In six artfully crafted chapters, Marsden sketches the tectonic shifts set in motion in the years immediately following World War II. He looks at common assumptions held by the leading cultural analysts of the age, intellectuals writing for middlebrow Americans. The protagonists were mostly white, male, well educated (especially at Harvard, Yale, and Columbia), centered in New York City, and descended from old-stock Protestant culture. Alongside these were a fair number of Jews, many of them émigrés from Nazi Europe. Leading figures included journalist Walter Lippmann, poet Archibald MacLeish, historian Arthur Schlesinger, magazine tycoon Henry Luce, culture critic Hannah Arendt, and especially sociologists Vance Packard, Erich Fromm, and David Reisman. Taken together, their views constituted what might be called the liberal mainline consensus.
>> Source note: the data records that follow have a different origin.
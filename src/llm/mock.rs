use super::client::LLMClient;
use super::error::BackendError;
use super::types::{LLMRequest, LLMResponse};
use async_trait::async_trait;
use std::collections::VecDeque;
use std::sync::Mutex;
use std::time::Duration;

/// Scripted client: answers from a queue and records every prompt it sees.
pub struct MockLLMClient {
    responses: Mutex<VecDeque<MockResponse>>,
    prompts: Mutex<Vec<String>>,
    name: String,
}

#[derive(Debug, Clone)]
pub struct MockResponse {
    pub content: String,
    pub error: Option<BackendError>,
}

impl MockResponse {
    pub fn text(content: impl Into<String>) -> Self {
        Self {
            content: content.into(),
            error: None,
        }
    }

    pub fn error(error: BackendError) -> Self {
        Self {
            content: String::new(),
            error: Some(error),
        }
    }
}

impl MockLLMClient {
    pub fn new() -> Self {
        Self::with_name("MockLLM")
    }

    pub fn with_name(name: impl Into<String>) -> Self {
        Self {
            responses: Mutex::new(VecDeque::new()),
            prompts: Mutex::new(Vec::new()),
            name: name.into(),
        }
    }

    pub fn with_responses(responses: impl IntoIterator<Item = MockResponse>) -> Self {
        let client = Self::new();
        client.add_responses(responses);
        client
    }

    pub fn add_response(&self, response: MockResponse) {
        if let Ok(mut queue) = self.responses.lock() {
            queue.push_back(response);
        }
    }

    pub fn add_responses(&self, responses: impl IntoIterator<Item = MockResponse>) {
        if let Ok(mut queue) = self.responses.lock() {
            queue.extend(responses);
        }
    }

    pub fn remaining_responses(&self) -> usize {
        self.responses.lock().map(|q| q.len()).unwrap_or(0)
    }

    /// Last user message of every request received, in order.
    pub fn prompts(&self) -> Vec<String> {
        self.prompts.lock().map(|p| p.clone()).unwrap_or_default()
    }
}

impl Default for MockLLMClient {
    fn default() -> Self {
        Self::new()
    }
}

#[async_trait]
impl LLMClient for MockLLMClient {
    async fn chat(&self, request: LLMRequest) -> Result<LLMResponse, BackendError> {
        if let Ok(mut prompts) = self.prompts.lock() {
            prompts.push(request.last_user_content().unwrap_or_default().to_string());
        }

        let response = self
            .responses
            .lock()
            .ok()
            .and_then(|mut q| q.pop_front())
            .ok_or_else(|| BackendError::Other {
                message: "MockLLMClient: No more responses in queue".to_string(),
            })?;

        if let Some(error) = response.error {
            return Err(error);
        }
        Ok(LLMResponse::text(response.content, Duration::from_millis(10)))
    }

    fn name(&self) -> &str {
        &self.name
    }

    fn model_info(&self) -> Option<String> {
        Some("mock-model".to_string())
    }
}

impl std::fmt::Debug for MockLLMClient {
    fn fmt(&self, f: &mut std::fmt::Formatter<'_>) -> std::fmt::Result {
        f.debug_struct("MockLLMClient")
            .field("name", &self.name)
            .field("remaining_responses", &self.remaining_responses())
            .finish()
    }
}

#[cfg(test)]
mod tests {
    use super::*;

    #[tokio::test]
    async fn test_queue_order_and_prompt_recording() {
        let client = MockLLMClient::with_responses(vec![
            MockResponse::text("First"),
            MockResponse::text("Second"),
        ]);
        assert_eq!(client.remaining_responses(), 2);

        assert_eq!(client.complete("prompt one").await.unwrap(), "First");
        assert_eq!(client.complete("prompt two").await.unwrap(), "Second");
        assert_eq!(client.prompts(), vec!["prompt one", "prompt two"]);
        assert_eq!(client.remaining_responses(), 0);
    }

    #[tokio::test]
    async fn test_error_response() {
        let client = MockLLMClient::new();
        client.add_response(MockResponse::error(BackendError::TimeoutError { seconds: 30 }));
        assert!(matches!(
            client.complete("x").await,
            Err(BackendError::TimeoutError { seconds: 30 })
        ));
    }

    #[tokio::test]
    async fn test_empty_queue_is_error() {
        let client = MockLLMClient::new();
        assert!(client.chat(LLMRequest::prompt("x")).await.is_err());
        assert_eq!(client.prompts().len(), 1);
    }

    #[test]
    fn test_custom_name() {
        let client = MockLLMClient::with_name("TestClient");
        assert_eq!(client.name(), "TestClient");
    }
}
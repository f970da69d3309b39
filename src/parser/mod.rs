//! Turns free-form LLM responses into product lists and parts breakdowns.
//!
//! Parsing never fails: when the response cannot be decoded, or decodes to
//! nothing usable, the analysis text is scanned for markers instead, and
//! when that finds nothing a single placeholder item is produced.

pub mod extract;
pub mod markers;
pub mod parts;
pub mod products;

use serde::{Deserialize, Serialize};
use std::fmt;

pub use extract::{decode_layered, extract_json_block};
pub use markers::{quantity_callouts, QuantityCallout};
pub use parts::parse_parts;
pub use products::parse_products;

/// How a list was obtained.
#[derive(Debug, Clone, Copy, PartialEq, Eq, Serialize, Deserialize)]
#[serde(rename_all = "snake_case")]
pub enum ExtractionMethod {
    Llm,
    KeywordFallback,
    Placeholder,
}

impl fmt::Display for ExtractionMethod {
    fn fmt(&self, f: &mut fmt::Formatter<'_>) -> fmt::Result {
        let s = match self {
            ExtractionMethod::Llm => "llm",
            ExtractionMethod::KeywordFallback => "keyword_fallback",
            ExtractionMethod::Placeholder => "placeholder",
        };
        f.write_str(s)
    }
}

#[derive(Debug, Clone, PartialEq, Eq)]
pub struct Fallback {
    pub method: ExtractionMethod,
    pub reason: String,
}

/// Result of parsing one LLM response. Both variants hold at least one item.
#[derive(Debug, Clone, PartialEq)]
pub enum ParseOutcome<T> {
    Parsed(Vec<T>),
    Fallback { items: Vec<T>, fallback: Fallback },
}

impl<T> ParseOutcome<T> {
    pub fn items(&self) -> &[T] {
        match self {
            ParseOutcome::Parsed(items) => items,
            ParseOutcome::Fallback { items, .. } => items,
        }
    }

    pub fn is_fallback(&self) -> bool {
        matches!(self, ParseOutcome::Fallback { .. })
    }

    pub fn method(&self) -> ExtractionMethod {
        match self {
            ParseOutcome::Parsed(_) => ExtractionMethod::Llm,
            ParseOutcome::Fallback { fallback, .. } => fallback.method,
        }
    }

    /// Items, method and fallback reason.
    pub fn into_parts(self) -> (Vec<T>, ExtractionMethod, Option<String>) {
        match self {
            ParseOutcome::Parsed(items) => (items, ExtractionMethod::Llm, None),
            ParseOutcome::Fallback { items, fallback } => {
                (items, fallback.method, Some(fallback.reason))
            }
        }
    }
}
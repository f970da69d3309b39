pub mod commands;
pub mod handlers;
pub mod output;

pub use commands::{
    CliArgs, Commands, ConfigArgs, InitArgs, OutputArgs, PriceArgs, RunArgs, StatusArgs,
};
pub use output::{OutputFormat, OutputFormatter};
The two books bear important similarities. Both are beautifully written and reveal imposing erudition. But they also bear important differences. While Jonathan Edwards is long, richly detailed, and largely descriptive, American Enlightenment is short, elegantly interpretative, and strongly argued. Another difference concerns the reaction from readers and critics. The Edwards biography won virtually unanimous praise. This latest offering likely will provoke both sustained praise and spirited debate (sometimes both at once).

A Coherent National Culture

The presenting question for Marsden is: What did the architects of the post-World War II consensus take for granted? What assumptions seemed so transparently true that they needed no defense? The answer is that they projected classic Enlightenment ideals of personal freedom, individual autonomy, equality of rights, scientific method, centrality of reason, and objective truths discovered by reason.

By the 1950s, this mainline consensus was firmly in place, but with one crucial difference: Its leading lights had jettisoned the concept of absolute moral laws, which Enlightenment thinkers had presupposed. Moral laws had come to seem indefensible in the face of Darwinian notions of natural and cultural evolution. And from beginning to end, respectable Protestants, especially in the older denominations, supported the ideals of the mainline consensus, except for the loss of moral absolutes. Yet taken together, the assumption of a coherent national culture schooled by mainline intellectuals, both secular and Protestant, seemed to be firmly in place.

The 1950s mainline consensus focused on two premises: the authority of science and the priority of the individual. The authority of science took different forms, sometimes in pure science, sometimes in technology, and sometimes in the advice of the "the expert." The priority of the individual also took different forms, but manifested itself especially in the "triumph of the therapeutic," with its stress on self-fulfillment and personal growth. The two premises came together in many figures, but nowhere more conspicuously than in the Exeter- and Yale-trained Dr. Benjamin Spock. His Baby and Child Care, published in 1946, became one of the biggest-selling books of all time, running through nine editions and nearly 50 million copies.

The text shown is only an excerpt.